Coddington tells us that many ghosts lack the ability to reason logically, calling them "confused", "disoriented", and "unaware".(10) Because they cannot think logically, he says, obsessions that exist at the time of death can "continue unchanged and unresolved for a hundred years".(11) Coddington believes that ghosts are sleepwalkers acting out their dreams and memories: "The unaware ghost seems to be immersed in its own repetitive nightmare of events, now past, oblivious to present reality."(12) Ghosts are often obsessed with continuously reviewing their own emotions and memories, he maintains, much like a computer that has become locked into a repetitive, meaningless cycle; the consciousness of the ghost remains locked in time at the moment of its death, never progressing beyond that instant. He writes: "Their perceptual awareness [was] frozen in the moment of the physical demise, [and] need to be 'awakened'".(13)

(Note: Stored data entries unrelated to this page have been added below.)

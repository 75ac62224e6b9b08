use std::sync::Arc;
use std::time::Duration;

use tokio::time::{Instant, timeout};
use tracing::{debug, warn};

use crate::error::{ScenarioError, TargetError};

use super::super::channel::OutcomeSendError;
use super::super::descriptor::{RequestDescriptor, TargetResponse};
use super::super::outcome::{FailureCause, Outcome, OutcomeKind};
use super::super::source::SourceItem;
use super::{PoolContext, PoolEvent};

/// Why a worker returned.
#[derive(Debug)]
pub(crate) enum WorkerExit {
    EndOfStream,
    Stopped,
    /// The outcome channel failed; already reported as a fatal event.
    ChannelFault,
    /// The client handle is unusable.
    Fault(TargetError),
}

enum Execution {
    Completed(Result<TargetResponse, TargetError>),
    TimedOut,
    Cancelled,
}

pub(super) async fn run_worker(
    context: Arc<PoolContext>,
    worker_id: usize,
) -> (Option<usize>, WorkerExit) {
    let exit = drive(&context, worker_id).await;
    debug!(worker = worker_id, exit = ?exit, "Worker exited");
    (Some(worker_id), exit)
}

async fn drive(context: &PoolContext, worker_id: usize) -> WorkerExit {
    let client = match context.clients.connect(worker_id) {
        Ok(client) => client,
        Err(err) => return WorkerExit::Fault(err),
    };
    let slot = tokio::select! {
        biased;
        () = context.stop.cancelled() => return WorkerExit::Stopped,
        permit = Arc::clone(&context.slots).acquire_owned() => permit,
    };
    let Ok(_slot) = slot else {
        return WorkerExit::Stopped;
    };

    loop {
        let item = tokio::select! {
            biased;
            () = context.abort.cancelled() => return WorkerExit::Stopped,
            item = context.source.next() => item,
        };
        let descriptor = match item {
            Ok(SourceItem::Request(descriptor)) => descriptor,
            Ok(SourceItem::EndOfStream) => return WorkerExit::EndOfStream,
            Err(err) => {
                warn!(worker = worker_id, "Skipping request: {}", err);
                let outcome = scenario_failure(&err).with_worker(worker_id);
                if let Err(exit) = emit(context, outcome).await {
                    return exit;
                }
                continue;
            }
        };

        let started = Instant::now();
        let execution = tokio::select! {
            biased;
            () = context.abort.cancelled() => Execution::Cancelled,
            result = timeout(context.request_timeout, client.execute(&descriptor)) => match result {
                Ok(result) => Execution::Completed(result),
                Err(_elapsed) => Execution::TimedOut,
            },
        };
        let (outcome, fault) = classify(&descriptor, started, execution, context);
        if let Err(exit) = emit(context, outcome.with_worker(worker_id)).await {
            return exit;
        }
        if let Some(err) = fault {
            return WorkerExit::Fault(err);
        }
    }
}

fn scenario_failure(err: &ScenarioError) -> Outcome {
    let outcome = Outcome::new(
        OutcomeKind::Failure(FailureCause::Scenario),
        Instant::now(),
        Duration::ZERO,
    )
    .with_error(err.to_string());
    match err {
        ScenarioError::Build { seq, .. } => outcome.with_seq(*seq),
        ScenarioError::NoTargets => outcome,
    }
}

fn classify(
    descriptor: &RequestDescriptor,
    started: Instant,
    execution: Execution,
    context: &PoolContext,
) -> (Outcome, Option<TargetError>) {
    let seq = descriptor.seq();
    match execution {
        Execution::Cancelled => (
            Outcome::finished(OutcomeKind::Cancelled, started).with_seq(seq),
            None,
        ),
        Execution::TimedOut => (
            Outcome::finished(OutcomeKind::Timeout, started)
                .with_seq(seq)
                .with_error(format!(
                    "no response within {}ms",
                    context.request_timeout.as_millis()
                )),
            None,
        ),
        Execution::Completed(Err(err)) => {
            let outcome = Outcome::finished(OutcomeKind::Failure(FailureCause::Target), started)
                .with_seq(seq)
                .with_error(err.to_string());
            match err {
                TargetError::Fatal { .. } => (outcome, Some(err)),
                TargetError::Request { .. } => (outcome, None),
            }
        }
        Execution::Completed(Ok(response)) => {
            if !response.success {
                let outcome =
                    Outcome::finished(OutcomeKind::Failure(FailureCause::Target), started)
                        .with_seq(seq)
                        .with_status(response.status)
                        .with_error("target reported failure");
                return (outcome, None);
            }
            let mismatch = descriptor
                .assertions()
                .iter()
                .find_map(|assertion| assertion.check(&response));
            let outcome = match mismatch {
                Some(detail) => {
                    Outcome::finished(OutcomeKind::Failure(FailureCause::Assertion), started)
                        .with_assertion_failure(detail)
                }
                None => Outcome::finished(OutcomeKind::Success, started),
            };
            (outcome.with_seq(seq).with_status(response.status), None)
        }
    }
}

/// Hands the outcome to the aggregator. On backpressure the fault is reported
/// at once, then the outcome gets one more bounded attempt so it is not lost.
async fn emit(context: &PoolContext, outcome: Outcome) -> Result<(), WorkerExit> {
    match context.outcomes.send(outcome).await {
        Ok(()) => {
            context.source.record_completion();
            Ok(())
        }
        Err(err) => {
            let fault = err.fault(context.outcomes.backpressure_timeout());
            context.report(PoolEvent::Fatal(fault));
            if let OutcomeSendError::Backpressure(outcome) = err
                && context
                    .outcomes
                    .send_within(*outcome, context.drain_grace)
                    .await
                    .is_ok()
            {
                context.source.record_completion();
            }
            Err(WorkerExit::ChannelFault)
        }
    }
}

Dr. Hazel Denning, another modern-day ghost researcher, reports much the same thing in her book True Hauntings, noting that many ghosts are essentially insane, often remaining in a completely disassociated state for centuries after they die.(14) Both Coddington and Denning repeat the same refrain we've heard for centuries -- ghosts often don't realize they're dead at all. Sometimes, well-meaning people like Coddington and Denning can help, but even when a psychic communication channel has been made available, these haunting ghosts still often resist 'reprogramming' their memories, attitudes, perspectives, beliefs, and interpretations of their situation, as if their minds were locked computer discs that won't allow any new data to be written upon them. Like psychiatric patients with fixed delusions, sometimes no amount of new data or logical arguments can dissuade these ghosts from their mistaken beliefs about what actually happened to them and where they really are now. Sometimes, however, these altruistic ghost rescuers get lucky; like the unconscious mind of a hypnotized person, ghosts sometimes do accept this new input, especially when it doesn't conflict with their previous programming.
The haunting ghost, the reader will realize by now, closely fits the ancient Binary Soul Doctrine's expected profile of a disembodied unconscious mind that has lost its conscious half. It would be trapped in a fixed dream world formed out of its own memories and emotions, and would not have any objective awareness, analytical reason, or ability to communicate verbally. Ghost reports seem to be the other side of the coin from dark void reports. NDE and PLR subjects who find themselves in the dark void report being entirely liberated from their memories, emotions, and grief, but ghosts seem fully immersed in their memories, emotions, and grief. Each seems to be the missing half of the other. The Bible repeatedly uses a curious phrase in relation to the afterlife -- "treading the winepress", which would seem to be an apt metaphor for ghosts who eternally retread their own past memories over and over. Like winemakers pressing grapes, ghosts seem to be squeezing out every last drop of emotional content from their memories, churning through them again and again.